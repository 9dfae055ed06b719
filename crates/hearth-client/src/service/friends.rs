//! Friendship operations, both backends.

use hearth_shared::{
    FriendPatchBody, FriendRequest, RequestId, Result, SendRequestBody, User, UserId,
};

use crate::config::Mode;
use crate::service::DataService;

impl DataService {
    pub async fn friends_of(&self, user_id: &UserId) -> Result<Vec<User>> {
        match self.mode() {
            Mode::Local => Ok(self.store().friends_of(user_id)),
            Mode::Remote => {
                self.api()
                    .get(&format!("/friends?user_id={}", user_id.as_str()))
                    .await
            }
        }
    }

    pub async fn incoming_requests(&self, user_id: &UserId) -> Result<Vec<FriendRequest>> {
        match self.mode() {
            Mode::Local => Ok(self.store().incoming_requests(user_id)),
            Mode::Remote => {
                self.api()
                    .get(&format!(
                        "/friends?user_id={}&type=requests",
                        user_id.as_str()
                    ))
                    .await
            }
        }
    }

    /// Targets of the user's pending outgoing requests. The REST API has no
    /// endpoint for this, so remote mode reports none.
    pub async fn pending_sent_by(&self, user_id: &UserId) -> Result<Vec<UserId>> {
        match self.mode() {
            Mode::Local => Ok(self.store().pending_sent_by(user_id)),
            Mode::Remote => Ok(Vec::new()),
        }
    }

    pub async fn are_friends(&self, user_id: &UserId, friend_id: &UserId) -> Result<bool> {
        match self.mode() {
            Mode::Local => Ok(self.store().are_friends(user_id, friend_id)),
            Mode::Remote => {
                let friends = self.friends_of(user_id).await?;
                Ok(friends.iter().any(|u| &u.id == friend_id))
            }
        }
    }

    pub async fn send_friend_request(
        &self,
        sender_id: &UserId,
        receiver_id: &UserId,
    ) -> Result<FriendRequest> {
        match self.mode() {
            Mode::Local => self.store().send_friend_request(sender_id, receiver_id),
            Mode::Remote => {
                let body = SendRequestBody {
                    sender_id: sender_id.clone(),
                    receiver_id: receiver_id.clone(),
                };
                self.api().post("/friends", &body).await
            }
        }
    }

    pub async fn accept_friend_request(&self, request_id: &RequestId) -> Result<()> {
        match self.mode() {
            Mode::Local => self.store().accept_friend_request(request_id),
            Mode::Remote => {
                let body = FriendPatchBody::Accept {
                    request_id: request_id.clone(),
                };
                let _: bool = self.api().patch("/friends", &body).await?;
                Ok(())
            }
        }
    }

    pub async fn decline_friend_request(&self, request_id: &RequestId) -> Result<()> {
        match self.mode() {
            Mode::Local => self.store().decline_friend_request(request_id),
            Mode::Remote => {
                let body = FriendPatchBody::Decline {
                    request_id: request_id.clone(),
                };
                let _: bool = self.api().patch("/friends", &body).await?;
                Ok(())
            }
        }
    }

    pub async fn remove_friend(&self, user_id: &UserId, friend_id: &UserId) -> Result<()> {
        match self.mode() {
            Mode::Local => self.store().remove_friend(user_id, friend_id),
            Mode::Remote => {
                let _: bool = self
                    .api()
                    .delete(&format!(
                        "/friends?user_id={}&friend_id={}",
                        user_id.as_str(),
                        friend_id.as_str()
                    ))
                    .await?;
                Ok(())
            }
        }
    }
}
//! The data service facade.
//!
//! One [`DataService`] per app instance. Every operation has the same
//! signature in both modes: local calls hit the in-process [`EntityStore`],
//! remote calls go through the REST transport. Hooks never know which.

mod events;
mod families;
mod friends;
mod tasks;
mod users;
mod wishlist;

use std::sync::Arc;

use tracing::info;

use hearth_shared::Result;
use hearth_store::EntityStore;

use crate::api::ApiClient;
use crate::config::{AppConfig, Mode};

pub struct DataService {
    mode: Mode,
    api: ApiClient,
    store: Arc<EntityStore>,
}

impl DataService {
    pub fn new(config: &AppConfig, store: Arc<EntityStore>) -> Result<Self> {
        info!(mode = ?config.mode, api_base = %config.api_base, "Data service ready");
        Ok(Self {
            mode: config.mode,
            api: ApiClient::new(config)?,
            store,
        })
    }

    pub fn mode(&self) -> Mode {
        self.mode
    }

    /// Direct store access, for selection state and local-first reads.
    pub fn store(&self) -> &EntityStore {
        &self.store
    }

    pub(crate) fn api(&self) -> &ApiClient {
        &self.api
    }
}
//! Opaque string identifiers, one newtype per entity.
//!
//! Ids are plain strings on the wire (the backing database hands out its own
//! keys in remote mode); locally generated ids are UUIDv4 in simple format.

use serde::{Deserialize, Serialize};
use uuid::Uuid;

macro_rules! opaque_id {
    ($(#[$meta:meta])* $name:ident) => {
        $(#[$meta])*
        #[derive(Debug, Clone, Serialize, Deserialize, PartialEq, Eq, Hash)]
        #[serde(transparent)]
        pub struct $name(pub String);

        impl $name {
            /// Generate a fresh random id.
            pub fn generate() -> Self {
                Self(Uuid::new_v4().simple().to_string())
            }

            pub fn as_str(&self) -> &str {
                &self.0
            }
        }

        impl std::fmt::Display for $name {
            fn fmt(&self, f: &mut std::fmt::Formatter<'_>) -> std::fmt::Result {
                f.write_str(&self.0)
            }
        }

        impl From<&str> for $name {
            fn from(s: &str) -> Self {
                Self(s.to_string())
            }
        }
    };
}

opaque_id!(
    /// A user account.
    UserId
);
opaque_id!(
    /// A family group.
    FamilyId
);
opaque_id!(
    /// A membership row inside a family group.
    MemberId
);
opaque_id!(
    /// One directional friendship edge.
    FriendshipId
);
opaque_id!(
    /// A friend request.
    RequestId
);
opaque_id!(
    /// A shopping/home/other task.
    TaskId
);
opaque_id!(
    /// A static task category.
    CategoryId
);
opaque_id!(
    /// A shared event.
    EventId
);
opaque_id!(
    /// One invited user's RSVP row on an event.
    ParticipantId
);
opaque_id!(
    /// A wishlist item.
    ItemId
);

#[cfg(test)]
mod tests {
    use super::*;

    #[test]
    fn generated_ids_are_unique_and_opaque() {
        let a = TaskId::generate();
        let b = TaskId::generate();
        assert_ne!(a, b);
        assert_eq!(a.as_str().len(), 32);
    }

    #[test]
    fn ids_serialize_as_bare_strings() {
        let id = UserId::from("42");
        assert_eq!(serde_json::to_string(&id).unwrap(), "\"42\"");
        let back: UserId = serde_json::from_str("\"42\"").unwrap();
        assert_eq!(back, id);
    }
}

══════════

> _EXERCISE GOAL_:
Retype all the records above without changing a word.

> _SOLUTION_:
repository 9dfae055ed06b719
filename crates/hearth-client/src/service/friends.rs
//! Friendship operations, both backends.

use hearth_shared::{
    FriendPatchBody, FriendRequest, RequestId, Result, SendRequestBody, User, UserId,
};

use crate::config::Mode;
use crate::service::DataService;

impl DataService {
    pub async fn friends_of(&self, user_id: &UserId) -> Result<Vec<User>> {
        match self.mode() {
            Mode::Local => Ok(self.store().friends_of(user_id)),
            Mode::Remote => {
                self.api()
                    .get(&format!("/friends?user_id={}", user_id.as_str()))
                    .await
            }
        }
    }

    pub async fn incoming_requests(&self, user_id: &UserId) -> Result<Vec<FriendRequest>> {
        match self.mode() {
            Mode::Local => Ok(self.store().incoming_requests(user_id)),
            Mode::Remote => {
                self.api()
                    .get(&format!(
                        "/friends?user_id={}&type=requests",
                        user_id.as_str()
                    ))
                    .await
            }
        }
    }

    /// Targets of the user's pending outgoing requests. The REST API has no
    /// endpoint for this, so remote mode reports none.
    pub async fn pending_sent_by(&self, user_id: &UserId) -> Result<Vec<UserId>> {
        match self.mode() {
            Mode::Local => Ok(self.store().pending_sent_by(user_id)),
            Mode::Remote => Ok(Vec::new()),
        }
    }

    pub async fn are_friends(&self, user_id: &UserId, friend_id: &UserId) -> Result<bool> {
        match self.mode() {
            Mode::Local => Ok(self.store().are_friends(user_id, friend_id)),
            Mode::Remote => {
                let friends = self.friends_of(user_id).await?;
                Ok(friends.iter().any(|u| &u.id == friend_id))
            }
        }
    }

    pub async fn send_friend_request(
        &self,
        sender_id: &UserId,
        receiver_id: &UserId,
    ) -> Result<FriendRequest> {
        match self.mode() {
            Mode::Local => self.store().send_friend_request(sender_id, receiver_id),
            Mode::Remote => {
                let body = SendRequestBody {
                    sender_id: sender_id.clone(),
                    receiver_id: receiver_id.clone(),
                };
                self.api().post("/friends", &body).await
            }
        }
    }

    pub async fn accept_friend_request(&self, request_id: &RequestId) -> Result<()> {
        match self.mode() {
            Mode::Local => self.store().accept_friend_request(request_id),
            Mode::Remote => {
                let body = FriendPatchBody::Accept {
                    request_id: request_id.clone(),
                };
                let _: bool = self.api().patch("/friends", &body).await?;
                Ok(())
            }
        }
    }

    pub async fn decline_friend_request(&self, request_id: &RequestId) -> Result<()> {
        match self.mode() {
            Mode::Local => self.store().decline_friend_request(request_id),
            Mode::Remote => {
                let body = FriendPatchBody::Decline {
                    request_id: request_id.clone(),
                };
                let _: bool = self.api().patch("/friends", &body).await?;
                Ok(())
            }
        }
    }

    pub async fn remove_friend(&self, user_id: &UserId, friend_id: &UserId) -> Result<()> {
        match self.mode() {
            Mode::Local => self.store().remove_friend(user_id, friend_id),
            Mode::Remote => {
                let _: bool = self
                    .api()
                    .delete(&format!(
                        "/friends?user_id={}&friend_id={}",
                        user_id.as_str(),
                        friend_id.as_str()
                    ))
                    .await?;
                Ok(())
            }
        }
    }
}
//! The data service facade.
//!
//! One [`DataService`] per app instance. Every operation has the same
//! signature in both modes: local calls hit the in-process [`EntityStore`],
//! remote calls go through the REST transport. Hooks never know which.

mod events;
mod families;
mod friends;
mod tasks;
mod users;
mod wishlist;

use std::sync::Arc;

use tracing::info;

use hearth_shared::Result;
use hearth_store::EntityStore;

use crate::api::ApiClient;
use crate::config::{AppConfig, Mode};

pub struct DataService {
    mode: Mode,
    api: ApiClient,
    store: Arc<EntityStore>,
}

impl DataService {
    pub fn new(config: &AppConfig, store: Arc<EntityStore>) -> Result<Self> {
        info!(mode = ?config.mode, api_base = %config.api_base, "Data service ready");
        Ok(Self {
            mode: config.mode,
            api: ApiClient::new(config)?,
            store,
        })
    }

    pub fn mode(&self) -> Mode {
        self.mode
    }

    /// Direct store access, for selection state and local-first reads.
    pub fn store(&self) -> &EntityStore {
        &self.store
    }

    pub(crate) fn api(&self) -> &ApiClient {
        &self.api
    }
}
//! Opaque string identifiers, one newtype per entity.
//!
//! Ids are plain strings on the wire (the backing database hands out its own
//! keys in remote mode); locally generated ids are UUIDv4 in simple format.

use serde::{Deserialize, Serialize};
use uuid::Uuid;

macro_rules! opaque_id {
    ($(#[$meta:meta])* $name:ident) => {
        $(#[$meta])*
        #[derive(Debug, Clone, Serialize, Deserialize, PartialEq, Eq, Hash)]
        #[serde(transparent)]
        pub struct $name(pub String);

        impl $name {
            /// Generate a fresh random id.
            pub fn generate() -> Self {
                Self(Uuid::new_v4().simple().to_string())
            }

            pub fn as_str(&self) -> &str {
                &self.0
            }
        }

        impl std::fmt::Display for $name {
            fn fmt(&self, f: &mut std::fmt::Formatter<'_>) -> std::fmt::Result {
                f.write_str(&self.0)
            }
        }

        impl From<&str> for $name {
            fn from(s: &str) -> Self {
                Self(s.to_string())
            }
        }
    };
}

opaque_id!(
    /// A user account.
    UserId
);
opaque_id!(
    /// A family group.
    FamilyId
);
opaque_id!(
    /// A membership row inside a family group.
    MemberId
);
opaque_id!(
    /// One directional friendship edge.
    FriendshipId
);
opaque_id!(
    /// A friend request.
    RequestId
);
opaque_id!(
    /// A shopping/home/other task.
    TaskId
);
opaque_id!(
    /// A static task category.
    CategoryId
);
opaque_id!(
    /// A shared event.
    EventId
);
opaque_id!(
    /// One invited user's RSVP row on an event.
    ParticipantId
);
opaque_id!(
    /// A wishlist item.
    ItemId
);

#[cfg(test)]
mod tests {
    use super::*;

    #[test]
    fn generated_ids_are_unique_and_opaque() {
        let a = TaskId::generate();
        let b = TaskId::generate();
        assert_ne!(a, b);
        assert_eq!(a.as_str().len(), 32);
    }

    #[test]
    fn ids_serialize_as_bare_strings() {
        let id = UserId::from("42");
        assert_eq!(serde_json::to_string(&id).unwrap(), "\"42\"");
        let back: UserId = serde_json::from_str("\"42\"").unwrap();
        assert_eq!(back, id);
    }
}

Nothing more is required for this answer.